I propose, however, an alternative explanation.
I suspect that for a non-trivial number of respondents, when asked “Do you trust your state government?” will implicitly think “Compared to what?” I mean, we all trust our government for some things and not for others. But if the answer of “Compared to what?” is “the federal government” then than likely explains a lot of the results. Texas has an independent streaks. Western states have a particular sense of being owned and operated by the feds. When you have mistrust or resentment of the federal government, the state government looks better by comparison. When your idealized version of government carries the sort of authority of the national government, then the state governments can look week and ineffectual by comparison. Oh, yeah, and it probably matters which party is the face of the national government.
This is, obviously, not all that’s going on. I suspect that there may be something to the population thing. If you look at blue states, Vermont and Delaware score higher than New York and Pennsylvania. Iowa and New Hampshire are the only blue (or blue-purple) states with an Above-Average rating. The pattern is less discernible among Republican states, however. But I think there is something to that, and perhaps an argument in favor of smaller rather than larger states. If we’re hyperconcerned about such things.
There are also particulars among various states. I mentioned Maine, but Louisiana and Illinois are particularly known for their corruption problems and it’s no surprise that they are both outliers in their own way. Minnesota is a bit of a surprise since I’ve always had the impression that Minnesotans take pride in their googoo inclinations, but only 11% trust their state government “a great deal” (compared to 16% of Wisconsinites). Maybe the frustration of high expectations? Minnesotans do tend to trust their state government a fair amount, though, with a good/fair rating of 62 (compared to 57 for Wisconsin). Idaho is another interesting case with only 9% trusting good but over half trusting fair (putting it in the top seven), which also makes sense because Idaho isn’t greatly run but is a hard state to govern and therefore tough to rely on. The same is true to a lesser extent of multiple large and rural states, though they might benefit from lower expectations in general.

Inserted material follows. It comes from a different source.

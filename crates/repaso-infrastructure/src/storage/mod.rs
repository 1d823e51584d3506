//! Storage primitives shared by the backend stores.

mod atomic_json;

pub use atomic_json::AtomicJsonFile;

For my own part, I would probably most of the states I’ve lived in with “Fair.” If asked to give a numerical value, it would likely have more to do with where I was within the state than anything. Some states are better run than others, I think, but outside of Illinois and Louisiana it’s pretty contentious. Different states have different challenges, as I’ve said. One of the easier markers, for me, on how much I trust my state government is how much the part of the state I live in is a priority. Even within the same state, my perspective in Idaho would probably differ depending on whether I lived in the relatively isolated northern part, Boise, or Mormon Idaho. In Utah, faith in the government might depend a fair amount on one’s religious faith, irrespective of one’s own actual political leanings.
One of the things that I find interesting is that the catalog actually seems to be less partisan than one might expect. It’s hard to say for sure since they don’t offer a partisan breakdown, but I would have expected even more of the states to be in the 40-60 range and dependent on whether it’s an opposite-party governor (like Wisconsin) or a governor of the major party (like most states). Instead, there do seem to be more factors at play than my cynicism would have suggested.